At the national level, the Forest Products Association of Canada declined to comment on the agreement except to say, “FPAC is hoping for a solution that is the least trade restrictive possible.”

B.C. Forests, Lands and Natural Resource Operations Minister Steve Thomson, in an emailed statement, said:

“Given the importance of the forest sector to B.C.’s economy, B.C. has asked that the federal government put a priority on negotiating a renewed softwood lumber managed trade agreement that provides fair access to the U.S. market.
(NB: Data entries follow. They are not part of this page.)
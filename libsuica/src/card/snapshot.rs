// libsuica/src/card/snapshot.rs

use crate::history::TransactionRecord;
use crate::types::{Idm, SystemCode};

/// Everything read from one card tap.
#[cfg_attr(feature = "serde", derive(serde::Serialize, serde::Deserialize))]
#[derive(Debug, Clone, PartialEq, Eq)]
pub struct CardSnapshot {
    /// IDm rendered last byte first, space separated
    pub card_id: String,
    /// PMm bytes as reported by the tag, space separated
    pub manufacturer: String,
    /// System code as reported by the tag, e.g. `"03 00"`
    pub system_code: String,
    /// Balance of the newest record, `None` without history
    pub balance: Option<u16>,
    /// Newest first, in the order the card returned them
    pub transaction_history: Vec<TransactionRecord>,
}

impl CardSnapshot {
    /// Assemble a snapshot. The balance comes from the newest record.
    pub fn new(
        idm: &Idm,
        manufacturer: &[u8],
        system_code: SystemCode,
        transaction_history: Vec<TransactionRecord>,
    ) -> Self {
        Self {
            card_id: idm.to_reversed_hex(),
            manufacturer: crate::utils::bytes_to_hex_spaced(manufacturer),
            system_code: system_code.to_hex(),
            balance: transaction_history.first().map(|r| r.balance),
            transaction_history,
        }
    }

    /// Newest record.
    pub fn latest(&self) -> Option<&TransactionRecord> {
        self.transaction_history.first()
    }

    /// True when at least one record was read.
    pub fn has_history(&self) -> bool {
        !self.transaction_history.is_empty()
    }
}
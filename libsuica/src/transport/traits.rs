// libsuica/src/transport/traits.rs

//! The [`Transport`] trait.

use crate::Result;

/// Transport trait abstracts the host's contactless tag handle away from
/// protocol and decoding logic.
///
/// The host platform owns discovery; an implementation wraps one detected
/// NFC-F target. Exchanges are strictly request/response and a handle must
/// not be shared between concurrent reads.
pub trait Transport {
    /// Technology names the target advertises (e.g. `android.nfc.tech.NfcF`)
    fn tech_list(&self) -> Vec<String>;

    /// Open the RF session with the target
    fn connect(&mut self) -> Result<()>;

    /// Close the RF session
    fn close(&mut self) -> Result<()>;

    /// Whether an RF session is currently open
    fn is_connected(&self) -> bool;

    /// Send a length-prefixed FeliCa command and return the raw reply
    fn transceive(&mut self, data: &[u8]) -> Result<Vec<u8>>;

    /// The 2-byte system code reported for the target
    fn system_code(&self) -> Result<Vec<u8>>;

    /// Manufacturer parameter (PMm) bytes reported for the target
    fn manufacturer(&self) -> Result<Vec<u8>>;

    /// Tag identifier (IDm) from discovery metadata, not from a command
    fn identifier(&self) -> Vec<u8>;

    /// Whether any advertised technology ends with `suffix`.
    fn supports_technology(&self, suffix: &str) -> bool {
        self.tech_list().iter().any(|t| t.ends_with(suffix))
    }
}
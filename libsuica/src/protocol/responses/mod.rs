// libsuica/src/protocol/responses/mod.rs

//! Replies received from the card.

pub mod read;

pub use read::decode_history_read;
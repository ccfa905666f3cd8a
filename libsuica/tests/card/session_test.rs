#[path = "../common/mod.rs"]
mod common;

use libsuica::history::TransactionKind;
use libsuica::transport::{MockTransport, Transport};
use libsuica::{CardSession, Error};

#[test]
fn full_extraction_resolves_station_names() -> anyhow::Result<()> {
    common::init_logger();
    let mut tag = common::card_with_history(&[
        common::yodoyabashi_to_kyobashi(1630),
        common::charge(1800),
        common::tokyo_to_shinjuku(800),
    ]);

    let session = CardSession::builder().stations(common::stations()).build();
    let snapshot = session.try_extract(&mut tag)?;

    assert_eq!(snapshot.card_id, "2c 5a 0d e4 12 12 01 01");
    assert_eq!(snapshot.system_code, "03 00");
    assert_eq!(snapshot.balance, Some(1630));

    let h = &snapshot.transaction_history;
    assert_eq!(h.len(), 3);

    assert_eq!(h[0].entry_station_name.as_deref(), Some("Yodoyabashi"));
    assert_eq!(h[0].exit_station_name.as_deref(), Some("Kyobashi"));
    assert_eq!(h[0].entry_area_code, Some(1));
    assert_eq!(h[0].transaction_cost, Some(-170));
    assert_eq!(h[0].summary(), "Yodoyabashi → Kyobashi");

    assert_eq!(h[1].kind(), TransactionKind::Charge);
    assert_eq!(h[1].transaction_cost, Some(1000));
    assert!(h[1].entry_station_code.is_none());

    assert_eq!(h[2].entry_station_name.as_deref(), Some("Tokyo"));
    assert_eq!(h[2].exit_station_name.as_deref(), Some("Shinjuku"));
    assert_eq!(h[2].date.to_string(), "2021-3-14");
    assert_eq!(h[2].transaction_cost, None);

    assert!(!tag.is_connected());
    Ok(())
}

#[test]
fn empty_history_still_reports_identity() {
    let mut tag = common::card_with_history(&[]);
    let snapshot = CardSession::default().extract(&mut tag).unwrap();
    assert!(snapshot.transaction_history.is_empty());
    assert_eq!(snapshot.balance, None);
    assert_eq!(snapshot.card_id, "2c 5a 0d e4 12 12 01 01");
    assert!(!snapshot.manufacturer.is_empty());
    assert_eq!(snapshot.system_code, "03 00");
    assert_eq!(tag.sent.len(), 1);
}

#[test]
fn zero_blocks_between_records_are_skipped() {
    let mut tag = common::card_with_history(&[
        common::charge(500),
        [0u8; 16],
        [0u8; 16],
        common::shop_purchase(650),
    ]);
    let snapshot = CardSession::default().extract(&mut tag).unwrap();
    assert_eq!(snapshot.transaction_history.len(), 2);
    assert_eq!(snapshot.transaction_history[1].kind(), TransactionKind::Purchase);
    // four blocks plus the failed read that ended the walk
    assert_eq!(tag.sent.len(), 5);
}

#[test]
fn commands_walk_block_numbers_in_order() {
    let blocks: Vec<[u8; 16]> = (0..5).map(|i| common::charge(100 * i)).collect();
    let mut tag = common::card_with_history(&blocks);
    CardSession::default().extract(&mut tag).unwrap();

    let idm = common::sample_idm_bytes();
    for (i, packet) in tag.sent.iter().enumerate() {
        assert_eq!(packet[0] as usize, packet.len());
        assert_eq!(packet[1], 0x06);
        assert_eq!(&packet[2..10], &idm);
        assert_eq!(&packet[10..14], &[0x01, 0x0f, 0x09, 0x01]);
        assert_eq!(&packet[14..16], &[0x80, i as u8]);
    }
}

#[test]
fn a_card_that_never_fails_gets_twenty_reads() {
    let mut tag = MockTransport::suica(common::sample_idm_bytes());
    for _ in 0..40 {
        tag.push_response(common::read_reply(
            &common::sample_idm_bytes(),
            &common::charge(10),
        ));
    }
    let snapshot = CardSession::default().extract(&mut tag).unwrap();
    assert_eq!(tag.sent.len(), 20);
    assert_eq!(snapshot.transaction_history.len(), 20);
}

#[test]
fn lost_tag_before_history_yields_none() {
    let mut tag = common::card_with_history(&[common::charge(100)]);
    tag.fail_metadata = true;
    assert!(CardSession::default().extract(&mut tag).is_none());
    assert!(!tag.is_connected());
}

#[test]
fn try_extract_reports_connect_failure() {
    let mut tag = common::card_with_history(&[]);
    tag.fail_connect = true;
    let err = CardSession::default().try_extract(&mut tag).unwrap_err();
    assert!(err.is_transport());
    assert!(matches!(err, Error::Transport(_)));
}

#[test]
fn boxed_transport_works() {
    let mut tag: Box<dyn Transport> = Box::new(common::card_with_history(&[common::charge(300)]));
    let snapshot = CardSession::default().extract(tag.as_mut()).unwrap();
    assert_eq!(snapshot.balance, Some(300));
}
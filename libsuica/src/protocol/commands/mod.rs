// libsuica/src/protocol/commands/mod.rs

//! Commands sent to the card.

pub mod read;

pub use read::encode_read;

use crate::Result;
use crate::protocol::Frame;

/// High-level Command enum. New commands should be added here and
/// their per-command encoder placed in `protocol::commands::<name>.rs`.
#[derive(Debug, Clone)]
pub enum Command {
    /// Read blocks that need no authentication (0x06).
    ReadWithoutEncryption {
        /// Target card
        idm: crate::types::Idm,
        /// Services the block elements index into
        services: Vec<crate::types::ServiceCode>,
        /// Blocks to read
        blocks: Vec<crate::types::BlockElement>,
    },
}

impl Command {
    /// FeliCa command code.
    pub fn command_code(&self) -> u8 {
        match self {
            Self::ReadWithoutEncryption { .. } => crate::constants::CMD_READ_WITHOUT_ENCRYPTION,
        }
    }

    /// Encode the command into the raw payload (command code + params).
    pub fn encode(&self) -> Vec<u8> {
        match self {
            Self::ReadWithoutEncryption {
                idm,
                services,
                blocks,
            } => encode_read(*idm, &services[..], &blocks[..]),
        }
    }

    /// Encode into the length-prefixed packet handed to `transceive`.
    pub fn to_packet(&self) -> Result<Vec<u8>> {
        Frame::encode(&self.encode())
    }

    /// Single-block history read used by the card session.
    pub fn read_block(
        idm: crate::types::Idm,
        service: crate::types::ServiceCode,
        block_number: u8,
    ) -> Self {
        Self::ReadWithoutEncryption {
            idm,
            services: vec![service],
            blocks: vec![crate::types::BlockElement::new(0, block_number)],
        }
    }
}
// libsuica/src/protocol/responses/read.rs

//! ReadWithoutEncryption reply (0x07).

use crate::constants::{
    BLOCK_LEN, READ_BLOCK_OFFSET, READ_MIN_RESPONSE_LEN, READ_STATUS1_OFFSET, READ_STATUS2_OFFSET,
};
use crate::protocol::parser;
use crate::types::BlockData;
use crate::{Error, Result};

/// Decode a single-block ReadWithoutEncryption reply as returned by the
/// tag handle, i.e. still carrying its length byte.
///
/// Layout: len(1) + response_code(1) + idm(8) + status1(1) + status2(1)
/// + block_count(1) + block(16)
///
/// Success requires status flag 1 to be zero; the first block is returned.
pub fn decode_history_read(data: &[u8]) -> Result<BlockData> {
    parser::ensure_len(data, READ_MIN_RESPONSE_LEN)?;

    let status1 = parser::byte_at(data, READ_STATUS1_OFFSET)?;
    if status1 != 0 {
        let status2 = parser::byte_at(data, READ_STATUS2_OFFSET)?;
        return Err(Error::FelicaStatus { status1, status2 });
    }

    let slice = parser::slice_at(data, READ_BLOCK_OFFSET, BLOCK_LEN)?;
    BlockData::try_from(slice)
}
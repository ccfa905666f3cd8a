// libsuica/src/card/builder.rs

//! Builder for [`CardSession`].

use std::sync::Arc;

use crate::card::CardSession;
use crate::config::SessionConfig;
use crate::station::StationDirectory;
use crate::types::ServiceCode;

/// Helper to construct a CardSession with optional configuration.
#[derive(Debug, Default)]
pub struct CardSessionBuilder {
    config: SessionConfig,
    stations: Option<Arc<StationDirectory>>,
}

impl CardSessionBuilder {
    /// Default config and an empty station table.
    pub fn new() -> Self {
        Self::default()
    }

    /// Replace the whole config.
    pub fn config(mut self, config: SessionConfig) -> Self {
        self.config = config;
        self
    }

    /// Service to read history from.
    pub fn service_code(mut self, service_code: ServiceCode) -> Self {
        self.config = SessionConfig::new(service_code, self.config.max_blocks());
        self
    }

    /// Clamped to the ring buffer size.
    pub fn max_blocks(mut self, max_blocks: u8) -> Self {
        self.config = self.config.with_max_blocks(max_blocks);
        self
    }

    /// Station table used to resolve names. Without one, names stay `None`.
    pub fn stations(mut self, stations: Arc<StationDirectory>) -> Self {
        self.stations = Some(stations);
        self
    }

    /// Finish the session.
    pub fn build(self) -> CardSession {
        let stations = self
            .stations
            .unwrap_or_else(|| Arc::new(StationDirectory::empty()));
        CardSession::with_config(self.config, stations)
    }
}
// libsuica/src/history/process.rs

use std::fmt;

/// 利用種別: the operation a history record describes (byte 1).
#[cfg_attr(feature = "serde", derive(serde::Serialize, serde::Deserialize))]
#[derive(Debug, Clone, Copy, PartialEq, Eq, Hash)]
pub enum ProcessType {
    /// 0x01 運賃支払 (改札出場)
    ExitGate,
    /// 0x02 チャージ
    Charge,
    /// 0x03 磁気券購入
    MagneticTicketPurchase,
    /// 0x04 精算
    FareAdjustment,
    /// 0x05 入場精算
    EntryExit,
    /// 0x06 窓口出場
    ExitAtWindow,
    /// 0x07 新規
    NewCard,
    /// 0x08 控除
    DeductionAtWindow,
    /// 0x0D バス (PiTaPa 系)
    BusPitapa,
    /// 0x0F バス (IruCa 系)
    BusIruca,
    /// 0x11 再発行
    Reissue,
    /// 0x13 窓口処理
    WindowOperation,
    /// 0x14 オートチャージ
    AutoCharge,
    /// 0x35 物販
    Purchase,
    /// 0x46 入金 (VIEW)
    DepositView,
    /// Any other byte
    Unknown(u8),
}

impl ProcessType {
    /// Map byte 1 of a block.
    pub fn from_code(code: u8) -> Self {
        match code {
            0x01 => Self::ExitGate,
            0x02 => Self::Charge,
            0x03 => Self::MagneticTicketPurchase,
            0x04 => Self::FareAdjustment,
            0x05 => Self::EntryExit,
            0x06 => Self::ExitAtWindow,
            0x07 => Self::NewCard,
            0x08 => Self::DeductionAtWindow,
            0x0D => Self::BusPitapa,
            0x0F => Self::BusIruca,
            0x11 => Self::Reissue,
            0x13 => Self::WindowOperation,
            0x14 => Self::AutoCharge,
            0x35 => Self::Purchase,
            0x46 => Self::DepositView,
            other => Self::Unknown(other),
        }
    }

    /// The byte this value decodes from.
    pub fn code(&self) -> u8 {
        match self {
            Self::ExitGate => 0x01,
            Self::Charge => 0x02,
            Self::MagneticTicketPurchase => 0x03,
            Self::FareAdjustment => 0x04,
            Self::EntryExit => 0x05,
            Self::ExitAtWindow => 0x06,
            Self::NewCard => 0x07,
            Self::DeductionAtWindow => 0x08,
            Self::BusPitapa => 0x0D,
            Self::BusIruca => 0x0F,
            Self::Reissue => 0x11,
            Self::WindowOperation => 0x13,
            Self::AutoCharge => 0x14,
            Self::Purchase => 0x35,
            Self::DepositView => 0x46,
            Self::Unknown(code) => *code,
        }
    }

    /// Records of these types carry entry/exit station and region bytes.
    pub fn is_movement(&self) -> bool {
        matches!(
            self,
            Self::ExitGate | Self::EntryExit | Self::ExitAtWindow | Self::BusPitapa | Self::BusIruca
        )
    }

    /// Bus fares (PiTaPa / IruCa).
    pub fn is_bus(&self) -> bool {
        matches!(self, Self::BusPitapa | Self::BusIruca)
    }

    /// Manual or automatic top-up.
    pub fn is_charge(&self) -> bool {
        matches!(self, Self::Charge | Self::AutoCharge)
    }

    /// Display text.
    pub fn label(&self) -> &'static str {
        match self {
            Self::ExitGate => "Exit gate",
            Self::Charge => "Charge",
            Self::MagneticTicketPurchase => "Magnetic ticket purchase",
            Self::FareAdjustment => "Fare adjustment",
            Self::EntryExit => "Entry/Exit",
            Self::ExitAtWindow => "Exit at window",
            Self::NewCard => "New card",
            Self::DeductionAtWindow => "Deduction at window",
            Self::BusPitapa => "Bus (PiTaPa?)",
            Self::BusIruca => "Bus (IruCa?)",
            Self::Reissue => "Reissue",
            Self::WindowOperation => "Window operation",
            Self::AutoCharge => "Auto-charge",
            Self::Purchase => "Purchase",
            Self::DepositView => "Deposit (VIEW)",
            Self::Unknown(_) => "Unknown",
        }
    }
}

impl fmt::Display for ProcessType {
    fn fmt(&self, f: &mut fmt::Formatter<'_>) -> fmt::Result {
        match self {
            Self::Unknown(code) => write!(f, "Unknown ({})", code),
            known => f.write_str(known.label()),
        }
    }
}
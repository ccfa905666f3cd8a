// libsuica/src/protocol/parser.rs

//! Bounds-checked reply access.

use crate::{Error, Result};

/// Ensure the slice has at least `min` bytes.
pub fn ensure_len(data: &[u8], min: usize) -> Result<()> {
    if data.len() < min {
        return Err(Error::InvalidLength {
            expected: min,
            actual: data.len(),
        });
    }
    Ok(())
}

/// Return a subslice with bounds checking.
pub fn slice_at(data: &[u8], idx: usize, len: usize) -> Result<&[u8]> {
    ensure_len(data, idx + len)?;
    Ok(&data[idx..idx + len])
}

/// Read a single byte at `idx` with bounds checking.
pub fn byte_at(data: &[u8], idx: usize) -> Result<u8> {
    ensure_len(data, idx + 1)?;
    Ok(data[idx])
}
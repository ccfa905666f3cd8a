//! Hexadecimal helpers used for card identifiers, codes and debug output.

use std::fmt::Write;

/// Convert a byte slice to a lowercase hex string with a single space between
/// each byte.
///
/// Example: `&[0xde, 0xad]` -> `"de ad"`
pub fn bytes_to_hex_spaced(bytes: &[u8]) -> String {
    join_spaced(bytes.iter())
}

/// Like [`bytes_to_hex_spaced`] but starting from the last byte.
///
/// Example: `&[0xde, 0xad]` -> `"ad de"`
pub fn bytes_to_hex_spaced_reversed(bytes: &[u8]) -> String {
    join_spaced(bytes.iter().rev())
}

fn join_spaced<'a>(bytes: impl Iterator<Item = &'a u8>) -> String {
    let mut s = String::new();
    for (i, b) in bytes.enumerate() {
        if i != 0 {
            s.push(' ');
        }
        let _ = write!(&mut s, "{:02x}", b);
    }
    s
}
B.C. will continue to support the federal government in its negotiations with the U.S. in the hopes that a new agreement can be reached.

“B.C. expects such an agreement to be fair to the interests of both countries and their producers,” he said. “B.C. prefers free trade, but if that cannot be achieved for softwood lumber, a fair and equitable managed trade agreement is preferable to the U.S. imposing unwarranted duties on Canadian lumber imports.”

Ontario Natural Resources and Forestry Minister Bill Mauro oversees the file at Queen’s Park.

“The Ontario government is committed to working with the federal government and lumber companies to ensure continued access to the  U.S. market for our softwood lumber producers,” press secretary Emily Kirk wrote in an email.

She recalled how the federal government consulted the forestry industry and provinces more than two years ago. “The result was that the Canadian government was given a mandate to seek a replication of the (existing) Softwood Lumber Agreement (SLA),” Kirk said.

“Moving ahead with negotiations during the one-year stand-still period is a priority for Ontario and its forest industry.”